Which basically means I'm stuck submerging the crystals in water. I have a few thoughts on how I should proceed with the next experiments, since there are some risks involved that I was unaware of previously. If I had used salt water, for instance, the water would probably become much more acidic, due to the presence of dissociated chlorine. The water I was using was probably becoming acidic due to the extra protons present, but at a certain point, the conductivity of the surrounding water and tank would promote the production of diatomic hydrogen over free protons.

That also means, however, that I can't just expose metals inside the water to increase the conductivity, as any metals that we have access to are going to be rapidly destroyed by acid. So instead, I'm going to need to get creative. There are a few options available, and I think a combination of them is probably the best bet moving forward. First, I should have the vat of water be fairly large in size as compared to the amount of hydrogen output I expect. This will hopefully distribute the electrical burden across a larger volume, and make the concentration of acid lower at the edges of the container.

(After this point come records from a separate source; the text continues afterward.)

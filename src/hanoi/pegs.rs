//! Peg state and move validation.
//!
//! ## Invariants
//!
//! After every accepted move:
//! - each peg is strictly decreasing in rank from bottom to top;
//! - the disks across all pegs are exactly `{1..=disk_count}`, each once.
//!
//! A rejected move returns an error and leaves the state untouched.

use serde::{Deserialize, Serialize};
use smallvec::SmallVec;
use thiserror::Error;

/// Disk rank: a positive integer where a larger number is a physically
/// larger disk.
#[derive(Clone, Copy, Debug, PartialEq, Eq, PartialOrd, Ord, Hash, Serialize, Deserialize)]
pub struct Disk(pub u8);

impl Disk {
    /// Create a disk with the given rank.
    #[must_use]
    pub const fn new(rank: u8) -> Self {
        Self(rank)
    }

    /// Get the disk's rank.
    #[must_use]
    pub const fn rank(self) -> u8 {
        self.0
    }
}

impl std::fmt::Display for Disk {
    fn fmt(&self, f: &mut std::fmt::Formatter<'_>) -> std::fmt::Result {
        write!(f, "disk {}", self.0)
    }
}

/// Peg identifier: 0 (source), 1 (spare), or 2 (target).
#[derive(Clone, Copy, Debug, PartialEq, Eq, Hash, Serialize, Deserialize)]
pub struct PegId(pub u8);

impl PegId {
    /// The peg all disks start on.
    pub const SOURCE: PegId = PegId(0);
    /// The middle peg.
    pub const SPARE: PegId = PegId(1);
    /// The peg that must receive all disks.
    pub const TARGET: PegId = PegId(2);

    /// Create a new peg ID.
    #[must_use]
    pub const fn new(id: u8) -> Self {
        Self(id)
    }

    /// Get the raw peg index (0-based).
    #[must_use]
    pub const fn index(self) -> usize {
        self.0 as usize
    }

    /// Whether this ID names one of the three pegs.
    #[must_use]
    pub const fn is_valid(self) -> bool {
        self.0 < 3
    }

    /// Iterate over the three peg IDs.
    pub fn all() -> impl Iterator<Item = PegId> {
        (0..3).map(PegId)
    }
}

impl std::fmt::Display for PegId {
    fn fmt(&self, f: &mut std::fmt::Formatter<'_>) -> std::fmt::Result {
        write!(f, "peg {}", self.0)
    }
}

/// Errors from the Tower of Hanoi engine.
///
/// All variants are recoverable: the caller keeps the previous state and
/// may re-prompt the player.
#[derive(Clone, Copy, Debug, PartialEq, Eq, Error)]
pub enum HanoiError {
    /// A peg ID outside 0..=2 was supplied.
    #[error("peg index {index} out of range (pegs are 0, 1, 2)")]
    InvalidPeg { index: u8 },

    /// Source and destination are the same peg.
    #[error("cannot move a disk from {peg} onto itself")]
    SelfMove { peg: PegId },

    /// The source peg has no disk to move.
    #[error("{from} has no disk to move")]
    EmptySource { from: PegId },

    /// The destination's top disk is smaller than the moved disk.
    #[error("cannot place {moved} on smaller {resting}")]
    SizeViolation { moved: Disk, resting: Disk },
}

type Peg = SmallVec<[Disk; 8]>;

/// The three pegs of a Tower of Hanoi game.
///
/// Disks are stored bottom-to-top. All transitions are functional: `apply`
/// returns a fresh state and never mutates the receiver. Pegs live inline
/// (no heap) for up to 8 disks, beyond the Expert tier's 6.
#[derive(Clone, Debug, PartialEq, Eq, Serialize, Deserialize)]
pub struct PegState {
    pegs: [Peg; 3],
    disk_count: u8,
}

impl PegState {
    /// Create the starting position: all disks on the source peg, largest
    /// at the bottom.
    ///
    /// Panics unless `1 <= disk_count <= 63` (the closed-form move count
    /// must fit in a `u64`). Difficulty tiers use 3-6.
    #[must_use]
    pub fn new(disk_count: u8) -> Self {
        assert!(disk_count >= 1, "Must have at least 1 disk");
        assert!(disk_count <= 63, "At most 63 disks supported");

        let source: Peg = (1..=disk_count).rev().map(Disk::new).collect();

        Self {
            pegs: [source, SmallVec::new(), SmallVec::new()],
            disk_count,
        }
    }

    /// Number of disks in play.
    #[must_use]
    pub fn disk_count(&self) -> u8 {
        self.disk_count
    }

    /// Disks on a peg, bottom-to-top.
    ///
    /// Panics on an invalid peg ID; use `apply` for player input, which
    /// rejects invalid pegs with an error instead.
    #[must_use]
    pub fn peg(&self, peg: PegId) -> &[Disk] {
        assert!(peg.is_valid(), "invalid peg id {}", peg.0);
        &self.pegs[peg.index()]
    }

    /// Top disk of a peg, if any.
    #[must_use]
    pub fn top(&self, peg: PegId) -> Option<Disk> {
        assert!(peg.is_valid(), "invalid peg id {}", peg.0);
        self.pegs[peg.index()].last().copied()
    }

    /// Move the top disk of `from` onto `to`.
    ///
    /// Returns the new state; the receiver is untouched. Fails with:
    /// - `InvalidPeg` if either ID is outside 0..=2,
    /// - `SelfMove` if `from == to`,
    /// - `EmptySource` if `from` holds no disk,
    /// - `SizeViolation` if the destination's top disk is smaller.
    pub fn apply(&self, from: PegId, to: PegId) -> Result<PegState, HanoiError> {
        for peg in [from, to] {
            if !peg.is_valid() {
                return Err(HanoiError::InvalidPeg { index: peg.0 });
            }
        }
        if from == to {
            return Err(HanoiError::SelfMove { peg: from });
        }

        let moved = self
            .top(from)
            .ok_or(HanoiError::EmptySource { from })?;

        if let Some(resting) = self.top(to) {
            if resting.rank() < moved.rank() {
                return Err(HanoiError::SizeViolation { moved, resting });
            }
        }

        let mut next = self.clone();
        next.pegs[from.index()].pop();
        next.pegs[to.index()].push(moved);

        debug_assert!(next.invariants_hold());
        Ok(next)
    }

    /// True iff the target peg holds every disk.
    ///
    /// Ordering within the peg is already guaranteed by the move rules, so
    /// a full target peg is necessarily `[N, ..., 1]` bottom-to-top.
    #[must_use]
    pub fn is_solved(&self) -> bool {
        let solved = self.pegs[PegId::TARGET.index()].len() == self.disk_count as usize;
        debug_assert!(!solved || self.invariants_hold());
        solved
    }

    /// Check the ordering and multiset invariants. Debug-only guard.
    fn invariants_hold(&self) -> bool {
        for peg in &self.pegs {
            if !peg.windows(2).all(|w| w[0].rank() > w[1].rank()) {
                return false;
            }
        }

        let mut ranks: Vec<u8> = self
            .pegs
            .iter()
            .flat_map(|peg| peg.iter().map(|d| d.rank()))
            .collect();
        ranks.sort_unstable();
        ranks == (1..=self.disk_count).collect::<Vec<_>>()
    }
}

Second, while the inside of the chamber should be covered in an acid resistant material, like quartz, just under that surface, I'd like to have copper plating with grounding wires buried into the ground. Additionally, I want to install a fairly robust lightning rod nearby. This production of hydrogen is going to cause a buildup of positive charge, which is likely to attract lightning strikes. Having lightning striking nearby a bunch of contained hydrogen gas is very hazardous, so I want to make sure there are safe ways for that charge to be handled.

Third, the hydrogen is going to be produced in water, the resultant gas mixture is going to be wet hydrogen, with water vapor mixed in, so I'll need a drying process like I used before. For this facility, I want to have a few batch freezers available to freeze the water out of the air. I think that having the facility dug under the ground, rather than on the surface, will help reduce risk.

At the deepest point in the facility is where I want to produce the hydrogen. There is a tradeoff with lower ambient mana underground, but I don't think I'll build too deep that it'll be that much of a concern. Above the production area, I want four valves that each go to pressure tank freezers. While any particular freezer is in use, the others can be cleaned or maintained. Then, those freezers will empty into a much larger tank for keeping dried hydrogen with it's top being just a few feet under ground.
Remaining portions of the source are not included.